Le cas montre l’extrême ambiguïté à laquelle sont parvenues ces questions de la violence impliquée nécessairement par le débat sur le contrôle de la vente d’armes à feu, et du débat lui-même de la vente des armes à feu. La politisation est désormais complète et tend à faire sortir le débat général des schémas courants, tant américanistes que, disons, “transatlantistes” ou modernistes, dans lesquels la possession d’armes à feu aux USA dans le cadre considéré est appréciée comme l’argument essentiel d’une mise en accusation : cette possession étant vue comme la cause essentielle de la violence et, par extension, la racine fondamentale de la “culture de violence”, tout cela étant mis au débit de positions politiques dites “rétrogrades” (extrême droite, populiste, conservatrices, etc.), voire de comportements psychologiques pathologiques. La riposte lancée contre Hollywood dans le cas cité ici est extrêmement efficace par sa logique. Elle met en accusation l’“industrie du show-business ” ou l’“industrie de l’entertainment”, comme instrument principal de développement de cette “culture de violence” qui est en cause ici, au nom de la logique du profit et des positions privilégiées de ceux-là même qui participent aux campagnes de vertu civique et s’affichent en général comme des libéraux et des progressistes (énorme majorité hollywoodienne en soutien d’Obama). A cet égard, les acteurs et autres privilégiés de la branche entertainment du Système sont dans une position difficilement défendable, si le débat devient plus général et plus public, – eux-mêmes se retrouvant dans une position de complet asservissement au Système. (De même, Hollywood, et les acteurs souvent partie prenante, font-ils partie, au moins en partie, du complexe militaro-industriel par la façon dont ils font la promotion de la puissance et, souvent, de l’action du Pentagone,. Le dernier exemple en date est certainement le film Zero Dark Thirty, sur la liquidation de ben Laden, qui fait l’apologie de la torture et qui est bien placé pour la nomination aux Oscar [voir les critiques virulentes et superbement documentées de Glenn Greenwald à ce propos, le 10 décembre 2010 et le 14 décembre 2012].)
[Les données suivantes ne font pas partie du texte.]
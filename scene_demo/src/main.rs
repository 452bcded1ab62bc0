//! Scene graph demo application
//!
//! Loads a scene template, spins a drawable under a looping timeline and
//! toggles its visibility to show renderer object suspension.
//!
//! Usage: `scene_demo [scene.toml] [engine.toml]`

use std::path::PathBuf;

use graph_engine::foundation::logging;
use graph_engine::prelude::*;
use graph_engine::render::RenderStats;

const FRAMES: u64 = 240;

/// Logs renderer statistics at a fixed frame interval
struct StatsReporter {
    every: u64,
    frames: u64,
}

impl StatsReporter {
    fn new(every: u64) -> Self {
        Self { every, frames: 0 }
    }
}

impl Control for StatsReporter {
    fn name(&self) -> &str {
        "stats-reporter"
    }

    fn frame_update(&mut self, stats: &RenderStats) {
        self.frames += 1;
        if self.frames % self.every == 0 {
            log::info!(
                "frame {}: {} bytes resident, {} objects suspended, {} pushed",
                stats.frames,
                stats.allocated_bytes,
                stats.suspended_objects,
                stats.pushed_objects
            );
        }
    }
}

struct SceneDemo {
    scene_path: PathBuf,
    teapot: Option<NodeKey>,
    frame: u64,
}

impl SceneDemo {
    fn new(scene_path: PathBuf) -> Self {
        Self {
            scene_path,
            teapot: None,
            frame: 0,
        }
    }
}

impl Application for SceneDemo {
    fn initialize(&mut self, engine: &mut Engine) -> Result<(), AppError> {
        log::info!("Initializing scene demo...");
        let template = GraphTemplate::load(&self.scene_path).map_err(|e| AppError::Config(e.to_string()))?;

        let (root, factory) = engine.parts_mut();
        let scene = GraphFactory::create_graph(root, factory, &template)?;
        let parent = root.root_node();
        if !root.init_graph(scene, parent, None, LockMode::Acquire)? {
            for result in root.init_results() {
                log::warn!("{result}");
            }
        }

        self.teapot = root.resolve_path(parent, "demo/teapot");
        if self.teapot.is_none() {
            log::warn!("Scene has no 'demo/teapot' node; visibility toggling disabled");
        }

        engine.add_control(Box::new(StatsReporter::new(60)));
        Ok(())
    }

    fn update(&mut self, engine: &mut Engine, _delta_time: f64) -> Result<(), AppError> {
        self.frame += 1;
        let Some(teapot) = self.teapot else {
            return Ok(());
        };
        match self.frame {
            90 => {
                log::info!("Hiding teapot");
                engine.root_mut().set_visible(teapot, false)?;
            }
            150 => {
                log::info!("Showing teapot");
                engine.root_mut().set_visible(teapot, true)?;
            }
            200 => engine.request_manual_suspension(),
            _ => {}
        }
        Ok(())
    }

    fn cleanup(&mut self, engine: &mut Engine) {
        let stats = engine.renderers().stats();
        log::info!(
            "Scene demo finished after {} frames ({} render cycles)",
            self.frame,
            stats.frames
        );
    }
}

fn main() -> Result<(), Box<dyn std::error::Error>> {
    let mut args = std::env::args().skip(1);
    let scene_path = args
        .next()
        .map_or_else(|| PathBuf::from(env!("CARGO_MANIFEST_DIR")).join("scenes/demo.toml"), PathBuf::from);
    let config = match args.next() {
        Some(path) => EngineConfig::load_from_file(path)?,
        None => EngineConfig::default().with_logic_step(1.0 / 60.0),
    };

    logging::init_with_level(&config.log_level);
    log::info!("Starting scene demo with '{}'", scene_path.display());

    let mut app = SceneDemo::new(scene_path);
    Engine::run(config, &mut app, Some(FRAMES))?;
    Ok(())
}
Du côté des ventes d’armes, il y a évidemment toute une population, jusqu’ici dénoncée comme on l’a vu, et la puissante NRA (National Rifle Association), regroupant les producteurs d’armes et qui a d’énormes intérêts en cause. Cet ensemble se trouvait donc rejeté dans l’opprobre de l’obsession de la violence, en même temps que les intérêts qui la soutenaient (NRA) étaient identifiés comme des plus sordides et rétrogrades. Dans la recomposition en cours, et notamment avec cet élément d’un antagonisme de violence où le Système n’a plus la position vertueuse qu’il prétendait défendre avec les diverses casseroles qu’il traîne (système de coercition, de surveillance, de détentions arbitraires du gouvernement, “culture de la violence” d’Hollywood), les appréciations devront changer et se faire beaucoup plus mobiles. Il est désormais des situations où la vente libre des armes et le soutien de la puissante organisation NRA, pourtant archétypique du Système en un sens, deviennent des forces objectivement antiSystème. L’important, comme toujours dans la bataille en cours au cœur de la crise terminale du Système, est sans aucun doute la constante disponibilité à la mobilité du jugement, avec comme référence impérative : qui est le plus antiSystème en telle ou telle circonstance ? Dans le cas présenté ici, l’extraordinaire hypocrisie d’Hollywood et de ses stars surpayées et prétendument à la fois vertueuses et servantes de l’art cinématographique dans sa belle pureté, guide le jugement et donne aux partisans de la vente libre d’armes à feu une position, au moins temporaire, complètement antiSystème.